2. The brake shoe brake force test assembly according to claim 1, wherein the connector (613) is a U-shaped bolt, one side bar of the U-shaped bolt passes through the brake shoe (611), the other side bar passes through the brake head (612), and the protruding parts of the two side bars of the U-shaped bolt are fixed by a limit stop (614) and a first fastening nut (615).

3. The brake shoe brake force test member according to claim 1, wherein, in the mounting direction of the brake head (612) and the brake shoe (611), the brake head (612) is provided with a through-going stepped bore (612a), the stepped bore (612a) comprising a large diameter bore section and a small diameter bore section, the large diameter bore section being relatively close to the brake shoe (611) in the assembled state;

the first sensor (56) is mounted on the large-diameter hole section, and a data output end portion (561) of the first sensor (56) extends out of the small-diameter hole section and is fixed through a second fastening nut (616).
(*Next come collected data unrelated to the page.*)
//! Diagnostic handlers: server_info, db_stats, memory_info, test_connection

use crate::context::ServerContext;
use crate::error::Result;
use crate::store::{parse_info, parse_keyspace_fields};
use chrono::Utc;
use serde::Serialize;
use serde_json::Value;
use std::collections::BTreeMap;
use tracing::info;

/// Result of `server_info`: picked fields plus the full parsed section.
#[derive(Debug, Serialize)]
pub struct ServerInfoResult {
    pub redis_version: Option<String>,
    pub redis_mode: Option<String>,
    pub os: Option<String>,
    pub tcp_port: Option<i64>,
    pub uptime_in_seconds: Option<i64>,
    pub fields: BTreeMap<String, String>,
}

/// Result of `db_stats`.
#[derive(Debug, Serialize)]
pub struct DbStatsResult {
    pub dbsize: i64,
    pub databases: BTreeMap<String, BTreeMap<String, String>>,
}

/// Result of `memory_info`.
#[derive(Debug, Serialize)]
pub struct MemoryInfoResult {
    pub used_memory: Option<i64>,
    pub used_memory_human: Option<String>,
    pub used_memory_peak: Option<i64>,
    pub used_memory_peak_human: Option<String>,
    pub maxmemory: Option<i64>,
    pub maxmemory_policy: Option<String>,
}

/// Result of `test_connection`. This tool never fails; connection problems
/// are captured in the payload.
#[derive(Debug, Serialize)]
pub struct TestConnectionResult {
    pub connected: bool,
    #[serde(skip_serializing_if = "Option::is_none")]
    pub error: Option<String>,
    pub timestamp: String,
}

fn field_i64(fields: &BTreeMap<String, String>, name: &str) -> Option<i64> {
    fields.get(name).and_then(|v| v.parse().ok())
}

/// Handle the `server_info` tool
pub async fn handle_server_info(ctx: &ServerContext, _args: Value) -> Result<Value> {
    info!("Collecting server info");

    let text = ctx.store.info("server").await?;
    let fields = parse_info(&text);

    let result = ServerInfoResult {
        redis_version: fields.get("redis_version").cloned(),
        redis_mode: fields.get("redis_mode").cloned(),
        os: fields.get("os").cloned(),
        tcp_port: field_i64(&fields, "tcp_port"),
        uptime_in_seconds: field_i64(&fields, "uptime_in_seconds"),
        fields,
    };
    Ok(serde_json::to_value(result)?)
}

/// Handle the `db_stats` tool
pub async fn handle_db_stats(ctx: &ServerContext, _args: Value) -> Result<Value> {
    info!("Collecting keyspace stats");

    let dbsize = ctx.store.dbsize().await?;
    let text = ctx.store.info("keyspace").await?;

    let databases = parse_info(&text)
        .into_iter()
        .map(|(db, value)| (db, parse_keyspace_fields(&value)))
        .collect();

    let result = DbStatsResult { dbsize, databases };
    Ok(serde_json::to_value(result)?)
}

/// Handle the `memory_info` tool
pub async fn handle_memory_info(ctx: &ServerContext, _args: Value) -> Result<Value> {
    info!("Collecting memory info");

    let text = ctx.store.info("memory").await?;
    let fields = parse_info(&text);

    let result = MemoryInfoResult {
        used_memory: field_i64(&fields, "used_memory"),
        used_memory_human: fields.get("used_memory_human").cloned(),
        used_memory_peak: field_i64(&fields, "used_memory_peak"),
        used_memory_peak_human: fields.get("used_memory_peak_human").cloned(),
        maxmemory: field_i64(&fields, "maxmemory"),
        maxmemory_policy: fields.get("maxmemory_policy").cloned(),
    };
    Ok(serde_json::to_value(result)?)
}

/// Handle the `test_connection` tool
pub async fn handle_test_connection(ctx: &ServerContext, _args: Value) -> Result<Value> {
    let result = match ctx.store.ping().await {
        Ok(()) => TestConnectionResult {
            connected: true,
            error: None,
            timestamp: Utc::now().to_rfc3339(),
        },
        Err(e) => TestConnectionResult {
            connected: false,
            error: Some(e.to_string()),
            timestamp: Utc::now().to_rfc3339(),
        },
    };
    Ok(serde_json::to_value(result)?)
}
4. The brake shoe brake force test assembly of claim 3, wherein the first sensor (56) further comprises a connection end (562), the force frame (58) being threadedly connected to the connection end (562).
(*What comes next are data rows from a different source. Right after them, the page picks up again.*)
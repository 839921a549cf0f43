//! MCP tool definitions and the permission-filtered manifest

use crate::permissions::PermissionPolicy;
use serde::Serialize;
use serde_json::{json, Value};

/// Tool definition for MCP
#[derive(Debug, Clone, Serialize)]
pub struct ToolDefinition {
    /// Tool name
    pub name: String,

    /// Tool description
    pub description: String,

    /// Input schema (JSON Schema)
    #[serde(rename = "inputSchema")]
    pub input_schema: Value,
}

/// Build the capability manifest for the given policy.
///
/// Membership is a pure function of the five flags: read-only and TTL tools
/// are always present, each mutating tool appears only when its flag is
/// true, and `rename_key` needs create and drop together. Rebuilt on every
/// call; the manifest is never cached.
pub fn get_all_tools(policy: &PermissionPolicy) -> Vec<ToolDefinition> {
    let mut tools = vec![tool_get()];

    if policy.insert {
        tools.push(tool_set());
    }
    if policy.update {
        tools.push(tool_update());
    }
    if policy.delete {
        tools.push(tool_delete());
    }

    tools.push(tool_list_keys());

    if policy.create {
        tools.push(tool_create_key());
    }
    if policy.drop {
        tools.push(tool_drop_key());
    }

    tools.push(tool_exists_key());
    tools.push(tool_get_key_info());

    if policy.rename_allowed() {
        tools.push(tool_rename_key());
    }

    tools.push(tool_set_ttl());
    tools.push(tool_remove_ttl());
    tools.push(tool_server_info());
    tools.push(tool_db_stats());
    tools.push(tool_memory_info());
    tools.push(tool_test_connection());

    tools
}

fn key_only_schema(description: &str) -> Value {
    json!({
        "type": "object",
        "properties": {
            "key": {
                "type": "string",
                "description": description,
                "minLength": 1
            }
        },
        "required": ["key"]
    })
}

fn write_schema() -> Value {
    json!({
        "type": "object",
        "properties": {
            "key": {
                "type": "string",
                "description": "Key to write",
                "minLength": 1
            },
            "value": {
                "description": "Value to store. Arrays replace list/set contents, objects become hash fields."
            },
            "type": {
                "type": "string",
                "description": "Container type (default: string)",
                "enum": ["string", "list", "set", "hash"]
            },
            "ttl": {
                "type": "integer",
                "description": "Expiry in seconds",
                "minimum": 1
            }
        },
        "required": ["key", "value"]
    })
}

fn tool_get() -> ToolDefinition {
    ToolDefinition {
        name: "get".to_string(),
        description: "Read a value with its type and remaining TTL. Reports exists=false for missing keys.".to_string(),
        input_schema: key_only_schema("Key to read"),
    }
}

fn tool_set() -> ToolDefinition {
    ToolDefinition {
        name: "set".to_string(),
        description: "Write a value as string, list, set or hash, optionally with a TTL. Replaces any existing value.".to_string(),
        input_schema: write_schema(),
    }
}

fn tool_update() -> ToolDefinition {
    ToolDefinition {
        name: "update".to_string(),
        description: "Replace the value of an existing key. Fails if the key does not exist.".to_string(),
        input_schema: write_schema(),
    }
}

fn tool_delete() -> ToolDefinition {
    ToolDefinition {
        name: "delete".to_string(),
        description: "Delete a value. Deleting a missing key reports deleted=false.".to_string(),
        input_schema: key_only_schema("Key to delete"),
    }
}

fn tool_list_keys() -> ToolDefinition {
    ToolDefinition {
        name: "list_keys".to_string(),
        description: "List keys matching a glob pattern with pagination; each key is annotated with its type and TTL.".to_string(),
        input_schema: json!({
            "type": "object",
            "properties": {
                "pattern": {
                    "type": "string",
                    "description": "Glob pattern (default: *)"
                },
                "limit": {
                    "type": "integer",
                    "description": "Maximum keys per page (default: 100)",
                    "minimum": 1,
                    "maximum": 10000
                },
                "offset": {
                    "type": "integer",
                    "description": "Keys to skip (default: 0)",
                    "minimum": 0
                }
            }
        }),
    }
}

fn tool_create_key() -> ToolDefinition {
    ToolDefinition {
        name: "create_key".to_string(),
        description: "Create a new key. Fails if the key already exists.".to_string(),
        input_schema: write_schema(),
    }
}

fn tool_drop_key() -> ToolDefinition {
    ToolDefinition {
        name: "drop_key".to_string(),
        description: "Drop a key regardless of its type.".to_string(),
        input_schema: key_only_schema("Key to drop"),
    }
}

fn tool_exists_key() -> ToolDefinition {
    ToolDefinition {
        name: "exists_key".to_string(),
        description: "Check whether a key exists, reporting its type and TTL.".to_string(),
        input_schema: key_only_schema("Key to check"),
    }
}

fn tool_get_key_info() -> ToolDefinition {
    ToolDefinition {
        name: "get_key_info".to_string(),
        description: "Inspect a key: existence, type, TTL, and size (length or cardinality).".to_string(),
        input_schema: key_only_schema("Key to inspect"),
    }
}

fn tool_rename_key() -> ToolDefinition {
    ToolDefinition {
        name: "rename_key".to_string(),
        description: "Atomically rename a key. The source must exist and the target must not.".to_string(),
        input_schema: json!({
            "type": "object",
            "properties": {
                "oldKey": {
                    "type": "string",
                    "description": "Current key name",
                    "minLength": 1
                },
                "newKey": {
                    "type": "string",
                    "description": "New key name",
                    "minLength": 1
                }
            },
            "required": ["oldKey", "newKey"]
        }),
    }
}

fn tool_set_ttl() -> ToolDefinition {
    ToolDefinition {
        name: "set_ttl".to_string(),
        description: "Set an expiry on an existing key.".to_string(),
        input_schema: json!({
            "type": "object",
            "properties": {
                "key": {
                    "type": "string",
                    "description": "Key to expire",
                    "minLength": 1
                },
                "ttl": {
                    "type": "integer",
                    "description": "Expiry in seconds",
                    "minimum": 1
                }
            },
            "required": ["key", "ttl"]
        }),
    }
}

fn tool_remove_ttl() -> ToolDefinition {
    ToolDefinition {
        name: "remove_ttl".to_string(),
        description: "Remove the expiry from a key so it persists.".to_string(),
        input_schema: key_only_schema("Key to persist"),
    }
}

fn empty_schema() -> Value {
    json!({
        "type": "object",
        "properties": {}
    })
}

fn tool_server_info() -> ToolDefinition {
    ToolDefinition {
        name: "server_info".to_string(),
        description: "Summarize the store server: version, mode, OS, port, uptime.".to_string(),
        input_schema: empty_schema(),
    }
}

fn tool_db_stats() -> ToolDefinition {
    ToolDefinition {
        name: "db_stats".to_string(),
        description: "Keyspace statistics: total keys and per-database counters.".to_string(),
        input_schema: empty_schema(),
    }
}

fn tool_memory_info() -> ToolDefinition {
    ToolDefinition {
        name: "memory_info".to_string(),
        description: "Memory usage: current, peak, and eviction policy.".to_string(),
        input_schema: empty_schema(),
    }
}

fn tool_test_connection() -> ToolDefinition {
    ToolDefinition {
        name: "test_connection".to_string(),
        description: "Probe store connectivity. Never fails; problems are reported in the result.".to_string(),
        input_schema: empty_schema(),
    }
}

#[cfg(test)]
mod tests {
    use super::*;
    use crate::server::KNOWN_TOOLS;

    fn names(policy: &PermissionPolicy) -> Vec<String> {
        get_all_tools(policy).into_iter().map(|t| t.name).collect()
    }

    #[test]
    fn test_full_manifest_matches_dispatch_table() {
        let all = names(&PermissionPolicy::allow_all());
        assert_eq!(all, KNOWN_TOOLS);
    }

    #[test]
    fn test_each_flag_gates_exactly_its_tool() {
        let cases: [(&str, fn(&mut PermissionPolicy)); 5] = [
            ("set", |p| p.insert = false),
            ("update", |p| p.update = false),
            ("delete", |p| p.delete = false),
            ("create_key", |p| p.create = false),
            ("drop_key", |p| p.drop = false),
        ];

        for (tool, disable) in cases {
            let mut policy = PermissionPolicy::allow_all();
            disable(&mut policy);

            let full = names(&PermissionPolicy::allow_all());
            let gated = names(&policy);

            assert!(!gated.contains(&tool.to_string()), "{} still listed", tool);

            // Only the gated tool (and rename when its inputs go away)
            // may disappear.
            let missing: Vec<_> = full
                .iter()
                .filter(|name| !gated.contains(name))
                .collect();
            for name in missing {
                assert!(
                    name == tool || name == "rename_key",
                    "unexpected tool removed: {}",
                    name
                );
            }
        }
    }

    #[test]
    fn test_rename_listed_iff_create_and_drop() {
        let rename = "rename_key".to_string();

        assert!(names(&PermissionPolicy::allow_all()).contains(&rename));

        let mut no_create = PermissionPolicy::allow_all();
        no_create.create = false;
        assert!(!names(&no_create).contains(&rename));

        let mut no_drop = PermissionPolicy::allow_all();
        no_drop.drop = false;
        assert!(!names(&no_drop).contains(&rename));
    }

    #[test]
    fn test_unconditional_tools_survive_full_lockdown() {
        let locked = PermissionPolicy {
            insert: false,
            update: false,
            delete: false,
            create: false,
            drop: false,
        };
        let listed = names(&locked);

        for tool in [
            "get",
            "list_keys",
            "exists_key",
            "get_key_info",
            "set_ttl",
            "remove_ttl",
            "server_info",
            "db_stats",
            "memory_info",
            "test_connection",
        ] {
            assert!(listed.contains(&tool.to_string()), "{} missing", tool);
        }
        assert_eq!(listed.len(), 10);
    }

    #[test]
    fn test_schemas_declare_required_arguments() {
        for tool in get_all_tools(&PermissionPolicy::allow_all()) {
            match tool.name.as_str() {
                "set" | "update" | "create_key" => {
                    assert_eq!(
                        tool.input_schema["required"],
                        serde_json::json!(["key", "value"])
                    );
                }
                "rename_key" => {
                    assert_eq!(
                        tool.input_schema["required"],
                        serde_json::json!(["oldKey", "newKey"])
                    );
                }
                _ => {}
            }
        }
    }
}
5. The brake shoe brake force test member according to claim 4, wherein the connecting end portion (562) is further threadedly connected with a third fastening nut (617), and the third fastening nut (617) can be abutted against the force measuring frame (58) to fix the installation position of the force measuring frame (58).

6. The brake shoe brake force test member according to claim 3, wherein the brake shoe (611) is provided with a groove-shaped or protrusion-shaped positioning portion (611a), the brake head (612) is provided with a positioning engagement portion (612b), and the positioning portion (611a) is inserted into the positioning engagement portion (612b) when assembled.

7. The brake-shoe brake-force test member according to claim 6, wherein the positioning portion (616a) is of a boss type provided with a coupling hole (612d) through which the coupling piece (613) is passed.

8. The brake shoe brake force test member according to claim 6, wherein the stepped holes (612a) are provided in an even number and are symmetrically disposed on both sides of the positioning engagement portion (612b), and each of the stepped holes (612a) is located at a middle position in a width direction of the brake head (612).